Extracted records
*****

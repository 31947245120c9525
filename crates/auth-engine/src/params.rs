//! Request parameters for the public auth operations.

use serde::Serialize;

/// Email or phone identifier for password and OTP flows.
#[derive(Debug, Clone, PartialEq, Eq)]
pub enum Identifier {
    Email(String),
    Phone(String),
}

impl Identifier {
    pub(crate) fn apply(&self, body: &mut serde_json::Map<String, serde_json::Value>) {
        match self {
            Identifier::Email(email) => {
                body.insert("email".to_string(), email.clone().into());
            }
            Identifier::Phone(phone) => {
                body.insert("phone".to_string(), phone.clone().into());
            }
        }
    }
}

/// Parameters for creating a new account.
#[derive(Debug, Clone)]
pub struct SignUpParams {
    pub identifier: Identifier,
    pub password: String,
    /// Initial `user_metadata`.
    pub data: Option<serde_json::Value>,
    /// Where the confirmation link should land.
    pub redirect_to: Option<String>,
    pub captcha_token: Option<String>,
}

impl SignUpParams {
    pub fn email(email: impl Into<String>, password: impl Into<String>) -> Self {
        Self::new(Identifier::Email(email.into()), password)
    }

    pub fn phone(phone: impl Into<String>, password: impl Into<String>) -> Self {
        Self::new(Identifier::Phone(phone.into()), password)
    }

    fn new(identifier: Identifier, password: impl Into<String>) -> Self {
        Self {
            identifier,
            password: password.into(),
            data: None,
            redirect_to: None,
            captcha_token: None,
        }
    }

    pub fn with_data(mut self, data: serde_json::Value) -> Self {
        self.data = Some(data);
        self
    }

    pub fn with_redirect_to(mut self, redirect_to: impl Into<String>) -> Self {
        self.redirect_to = Some(redirect_to.into());
        self
    }
}

/// Parameters for password sign-in.
#[derive(Debug, Clone)]
pub struct SignInWithPasswordParams {
    pub identifier: Identifier,
    pub password: String,
    pub captcha_token: Option<String>,
}

impl SignInWithPasswordParams {
    pub fn email(email: impl Into<String>, password: impl Into<String>) -> Self {
        Self {
            identifier: Identifier::Email(email.into()),
            password: password.into(),
            captcha_token: None,
        }
    }

    pub fn phone(phone: impl Into<String>, password: impl Into<String>) -> Self {
        Self {
            identifier: Identifier::Phone(phone.into()),
            password: password.into(),
            captcha_token: None,
        }
    }
}

/// Parameters for sending a one-time password or magic link.
#[derive(Debug, Clone)]
pub struct OtpParams {
    pub identifier: Identifier,
    /// Create the user if it does not exist yet.
    pub should_create_user: bool,
    pub data: Option<serde_json::Value>,
    pub redirect_to: Option<String>,
    pub captcha_token: Option<String>,
}

impl OtpParams {
    pub fn email(email: impl Into<String>) -> Self {
        Self::new(Identifier::Email(email.into()))
    }

    pub fn phone(phone: impl Into<String>) -> Self {
        Self::new(Identifier::Phone(phone.into()))
    }

    fn new(identifier: Identifier) -> Self {
        Self {
            identifier,
            should_create_user: true,
            data: None,
            redirect_to: None,
            captcha_token: None,
        }
    }

    pub fn without_user_creation(mut self) -> Self {
        self.should_create_user = false;
        self
    }
}

/// Kind of one-time password being verified.
#[derive(Debug, Clone, Copy, PartialEq, Eq, Serialize)]
#[serde(rename_all = "snake_case")]
pub enum OtpType {
    Signup,
    Invite,
    Magiclink,
    Recovery,
    EmailChange,
    Email,
    Sms,
    PhoneChange,
}

/// What the OTP was sent to.
#[derive(Debug, Clone, PartialEq, Eq)]
pub enum OtpTarget {
    Email(String),
    Phone(String),
    /// Hashed token from an email link; no separate token is needed.
    TokenHash(String),
}

/// Parameters for verifying a one-time password.
#[derive(Debug, Clone)]
pub struct VerifyOtpParams {
    pub target: OtpTarget,
    pub token: Option<String>,
    pub otp_type: OtpType,
    pub redirect_to: Option<String>,
    pub captcha_token: Option<String>,
}

impl VerifyOtpParams {
    pub fn email(email: impl Into<String>, token: impl Into<String>, otp_type: OtpType) -> Self {
        Self::new(OtpTarget::Email(email.into()), Some(token.into()), otp_type)
    }

    pub fn phone(phone: impl Into<String>, token: impl Into<String>, otp_type: OtpType) -> Self {
        Self::new(OtpTarget::Phone(phone.into()), Some(token.into()), otp_type)
    }

    pub fn token_hash(token_hash: impl Into<String>, otp_type: OtpType) -> Self {
        Self::new(OtpTarget::TokenHash(token_hash.into()), None, otp_type)
    }

    fn new(target: OtpTarget, token: Option<String>, otp_type: OtpType) -> Self {
        Self {
            target,
            token,
            otp_type,
            redirect_to: None,
            captcha_token: None,
        }
    }
}

/// Options for building an OAuth authorize URL.
#[derive(Debug, Clone, Default)]
pub struct OAuthOptions {
    pub redirect_to: Option<String>,
    /// Space-separated provider scopes.
    pub scopes: Option<String>,
    pub query_params: Vec<(String, String)>,
}

/// Attributes accepted by `update_user`.
#[derive(Debug, Clone, Default, Serialize)]
pub struct UserAttributes {
    #[serde(skip_serializing_if = "Option::is_none")]
    pub email: Option<String>,
    #[serde(skip_serializing_if = "Option::is_none")]
    pub phone: Option<String>,
    #[serde(skip_serializing_if = "Option::is_none")]
    pub password: Option<String>,
    /// Reauthentication nonce required by some password changes.
    #[serde(skip_serializing_if = "Option::is_none")]
    pub nonce: Option<String>,
    /// Replacement `user_metadata`.
    #[serde(skip_serializing_if = "Option::is_none")]
    pub data: Option<serde_json::Value>,
}

/// Which sessions `sign_out` invalidates server-side.
#[derive(Debug, Clone, Copy, PartialEq, Eq, Default)]
pub enum SignOutScope {
    /// Every session of the user.
    #[default]
    Global,
    /// Only this client's session.
    Local,
    /// Every session except this client's; local state is kept.
    Others,
}

impl SignOutScope {
    pub fn as_str(&self) -> &'static str {
        match self {
            SignOutScope::Global => "global",
            SignOutScope::Local => "local",
            SignOutScope::Others => "others",
        }
    }
}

*****

What is required: Character for character, reproduce all of the lines above.

Result for this task:
repository 31947245120c9525
filename crates/auth-engine/src/params.rs
//! Request parameters for the public auth operations.

use serde::Serialize;

/// Email or phone identifier for password and OTP flows.
#[derive(Debug, Clone, PartialEq, Eq)]
pub enum Identifier {
    Email(String),
    Phone(String),
}

impl Identifier {
    pub(crate) fn apply(&self, body: &mut serde_json::Map<String, serde_json::Value>) {
        match self {
            Identifier::Email(email) => {
                body.insert("email".to_string(), email.clone().into());
            }
            Identifier::Phone(phone) => {
                body.insert("phone".to_string(), phone.clone().into());
            }
        }
    }
}

/// Parameters for creating a new account.
#[derive(Debug, Clone)]
pub struct SignUpParams {
    pub identifier: Identifier,
    pub password: String,
    /// Initial `user_metadata`.
    pub data: Option<serde_json::Value>,
    /// Where the confirmation link should land.
    pub redirect_to: Option<String>,
    pub captcha_token: Option<String>,
}

impl SignUpParams {
    pub fn email(email: impl Into<String>, password: impl Into<String>) -> Self {
        Self::new(Identifier::Email(email.into()), password)
    }

    pub fn phone(phone: impl Into<String>, password: impl Into<String>) -> Self {
        Self::new(Identifier::Phone(phone.into()), password)
    }

    fn new(identifier: Identifier, password: impl Into<String>) -> Self {
        Self {
            identifier,
            password: password.into(),
            data: None,
            redirect_to: None,
            captcha_token: None,
        }
    }

    pub fn with_data(mut self, data: serde_json::Value) -> Self {
        self.data = Some(data);
        self
    }

    pub fn with_redirect_to(mut self, redirect_to: impl Into<String>) -> Self {
        self.redirect_to = Some(redirect_to.into());
        self
    }
}

/// Parameters for password sign-in.
#[derive(Debug, Clone)]
pub struct SignInWithPasswordParams {
    pub identifier: Identifier,
    pub password: String,
    pub captcha_token: Option<String>,
}

impl SignInWithPasswordParams {
    pub fn email(email: impl Into<String>, password: impl Into<String>) -> Self {
        Self {
            identifier: Identifier::Email(email.into()),
            password: password.into(),
            captcha_token: None,
        }
    }

    pub fn phone(phone: impl Into<String>, password: impl Into<String>) -> Self {
        Self {
            identifier: Identifier::Phone(phone.into()),
            password: password.into(),
            captcha_token: None,
        }
    }
}

/// Parameters for sending a one-time password or magic link.
#[derive(Debug, Clone)]
pub struct OtpParams {
    pub identifier: Identifier,
    /// Create the user if it does not exist yet.
    pub should_create_user: bool,
    pub data: Option<serde_json::Value>,
    pub redirect_to: Option<String>,
    pub captcha_token: Option<String>,
}

impl OtpParams {
    pub fn email(email: impl Into<String>) -> Self {
        Self::new(Identifier::Email(email.into()))
    }

    pub fn phone(phone: impl Into<String>) -> Self {
        Self::new(Identifier::Phone(phone.into()))
    }

    fn new(identifier: Identifier) -> Self {
        Self {
            identifier,
            should_create_user: true,
            data: None,
            redirect_to: None,
            captcha_token: None,
        }
    }

    pub fn without_user_creation(mut self) -> Self {
        self.should_create_user = false;
        self
    }
}

/// Kind of one-time password being verified.
#[derive(Debug, Clone, Copy, PartialEq, Eq, Serialize)]
#[serde(rename_all = "snake_case")]
pub enum OtpType {
    Signup,
    Invite,
    Magiclink,
    Recovery,
    EmailChange,
    Email,
    Sms,
    PhoneChange,
}

/// What the OTP was sent to.
#[derive(Debug, Clone, PartialEq, Eq)]
pub enum OtpTarget {
    Email(String),
    Phone(String),
    /// Hashed token from an email link; no separate token is needed.
    TokenHash(String),
}

/// Parameters for verifying a one-time password.
#[derive(Debug, Clone)]
pub struct VerifyOtpParams {
    pub target: OtpTarget,
    pub token: Option<String>,
    pub otp_type: OtpType,
    pub redirect_to: Option<String>,
    pub captcha_token: Option<String>,
}

impl VerifyOtpParams {
    pub fn email(email: impl Into<String>, token: impl Into<String>, otp_type: OtpType) -> Self {
        Self::new(OtpTarget::Email(email.into()), Some(token.into()), otp_type)
    }

    pub fn phone(phone: impl Into<String>, token: impl Into<String>, otp_type: OtpType) -> Self {
        Self::new(OtpTarget::Phone(phone.into()), Some(token.into()), otp_type)
    }

    pub fn token_hash(token_hash: impl Into<String>, otp_type: OtpType) -> Self {
        Self::new(OtpTarget::TokenHash(token_hash.into()), None, otp_type)
    }

    fn new(target: OtpTarget, token: Option<String>, otp_type: OtpType) -> Self {
        Self {
            target,
            token,
            otp_type,
            redirect_to: None,
            captcha_token: None,
        }
    }
}

/// Options for building an OAuth authorize URL.
#[derive(Debug, Clone, Default)]
pub struct OAuthOptions {
    pub redirect_to: Option<String>,
    /// Space-separated provider scopes.
    pub scopes: Option<String>,
    pub query_params: Vec<(String, String)>,
}

/// Attributes accepted by `update_user`.
#[derive(Debug, Clone, Default, Serialize)]
pub struct UserAttributes {
    #[serde(skip_serializing_if = "Option::is_none")]
    pub email: Option<String>,
    #[serde(skip_serializing_if = "Option::is_none")]
    pub phone: Option<String>,
    #[serde(skip_serializing_if = "Option::is_none")]
    pub password: Option<String>,
    /// Reauthentication nonce required by some password changes.
    #[serde(skip_serializing_if = "Option::is_none")]
    pub nonce: Option<String>,
    /// Replacement `user_metadata`.
    #[serde(skip_serializing_if = "Option::is_none")]
    pub data: Option<serde_json::Value>,
}

/// Which sessions `sign_out` invalidates server-side.
#[derive(Debug, Clone, Copy, PartialEq, Eq, Default)]
pub enum SignOutScope {
    /// Every session of the user.
    #[default]
    Global,
    /// Only this client's session.
    Local,
    /// Every session except this client's; local state is kept.
    Others,
}

impl SignOutScope {
    pub fn as_str(&self) -> &'static str {
        match self {
            SignOutScope::Global => "global",
            SignOutScope::Local => "local",
            SignOutScope::Others => "others",
        }
    }
}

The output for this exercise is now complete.